- **What you should do**: Take every line from the records below that includes the word "Deserialize".

- **Supplied material**:
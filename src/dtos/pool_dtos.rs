use serde::{Deserialize, Serialize};
use validator::Validate;

#[derive(Debug, Deserialize, Validate)]
#[serde(rename_all = "camelCase")]
pub struct CreatePoolRequest {
    #[validate(length(min = 1, max = 60, message = "Pool name must be 1 to 60 characters"))]
    pub name: String,

    #[validate(length(min = 1, message = "Season is required"))]
    pub season_id: String,
}

impl CreatePoolRequest {
    // Length rules apply to what gets stored.
    pub fn trimmed(self) -> Self {
        CreatePoolRequest {
            name: self.name.trim().to_string(),
            season_id: self.season_id.trim().to_string(),
        }
    }
}

#[derive(Debug, Serialize)]
#[serde(rename_all = "camelCase")]
pub struct CreatePoolResponse {
    pub pool_id: String,
    pub join_code: String,
}

#[derive(Debug, Serialize)]
#[serde(rename_all = "camelCase")]
pub struct JoinPoolResponse {
    pub pool_id: String,
    pub user_id: String,
}

#[cfg(test)]
mod tests {
    use validator::Validate;

    use super::*;

    #[test]
    fn blank_pool_name_fails_validation() {
        let request: CreatePoolRequest =
            serde_json::from_str(r#"{"name": "", "seasonId": "six-nations-2025"}"#).expect("json");
        assert!(request.validate().is_err());
    }

    #[test]
    fn whitespace_only_name_fails_once_trimmed() {
        let request: CreatePoolRequest =
            serde_json::from_str(r#"{"name": "   ", "seasonId": "six-nations-2025"}"#).expect("json");
        assert!(request.trimmed().validate().is_err());
    }

    #[test]
    fn padded_name_is_stored_trimmed() {
        let request: CreatePoolRequest =
            serde_json::from_str(r#"{"name": "  Friends Pool ", "seasonId": "six-nations-2025"}"#)
                .expect("json");
        let request = request.trimmed();

        assert!(request.validate().is_ok());
        assert_eq!(request.name, "Friends Pool");
    }

    #[test]
    fn named_pool_passes_validation() {
        let request: CreatePoolRequest =
            serde_json::from_str(r#"{"name": "Friends Pool", "seasonId": "six-nations-2025"}"#)
                .expect("json");
        assert!(request.validate().is_ok());
    }
}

- **Reply to the exercise**:
use serde::{Deserialize, Serialize};
#[derive(Debug, Deserialize, Validate)]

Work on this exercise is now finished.